Declaration isn't the only thing required, as the event still needs to be registered. I discuss that in detail in the EventFactory section.

Data Events

Most events have data associated with them. For example, a mouse move event will have X and Y move distances. To support data events, we just need to extend StandardEvent a bit further. There are DataEventX template classes, each containing an increasing number of data members. If you need more than five data members, you'll need to wrap some of your data members in some other class. I recommend the Boost Tuple Library if you find this necessary.

DataEvent1 Class

// Data event with 1 value
template <int typeVal, EventFlags_t flagsVal, typename T1>
class DataEvent1 : public StandardEvent<DataEvent1<typeVal, flagsVal, T1>,
                                        typeVal, flagsVal>
{
public:
    DataEvent1() {}
    
    DataEvent1(T1 data1)
      : data1_(data1) {}

    T1 data1() { return data1_; }
    void setData1(T1 val) { data1_ = val; }

    virtual ~DataEvent1() {}

    virtual void serialize(std::ostream &os) const
    {
        os.write(reinterpret_cast<const char*>(&data1_), sizeof(T1));
    }
    
    virtual void deserialize(std::istream &is)
    {
        is.read(reinterpret_cast<char*>(&data1_), sizeof(T1));
    }

private:
    T1 data1_;
};

The data can be accessed by the data1 and setData1 methods. The class also takes care of serialize/deserialize for you, so you don't need to implement those either.

DATA_EVENT_1 Macro

To simplify declaring data events, there's a similar macro to STANDARD_EVENT provided.
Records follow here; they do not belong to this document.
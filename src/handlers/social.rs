use axum::{
    extract::{Json, State},
    response::IntoResponse,
};

use crate::{
    error::AppResult,
    services::social::{SocialClient, SocialPostPayload},
    state::AppState,
    utils::validation::text_len,
};

// POST /api/post-social
pub async fn post_social_handler(
    State(state): State<AppState>,
    Json(body): Json<SocialPostPayload>,
) -> AppResult<impl IntoResponse> {
    // Sin credenciales respondemos error enseguida, sin tocar la red
    let client = SocialClient::from_config(state.http.clone(), &state.config.social)?;
    text_len("title", &body.title, 3, 300)?;
    text_len("slug", &body.slug, 1, 300)?;

    let result = client.publish(&body, &state.config.site_url).await;
    Ok(Json(result))
}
#define DATA_EVENT_1(T, TYPEVAL, FLAGSVAL, T1) \
    class T : public DataEvent1<TYPEVAL, FLAGSVAL, T1> \
    { \
    public: \
        T() {} \
        T(T1 data1) : DataEvent1<TYPEVAL, FLAGSVAL, T1>::DataEvent1(data1) {} \
        virtual const char * name() const { return #T; } \
    }

Higher Order Data Events

In addition to DataEvent1 and DATA_EVENT_1, there are also corresponding classes and macros for 2 through 5. As an example, to declare a MouseMove event, you can simply write:

DATA_EVENT_2(MouseMove, 13, EVENT_FLAG_LOW_LEVEL, MoveDistance_t, MoveDistance_t);

Summary

This section has shown a lot of code examples, and the inner design of events in Gaffer. As a client, you only need to concern yourself with the following macros to declare events:

And you must remember to register your events, which is dicussed in the EventFactory section.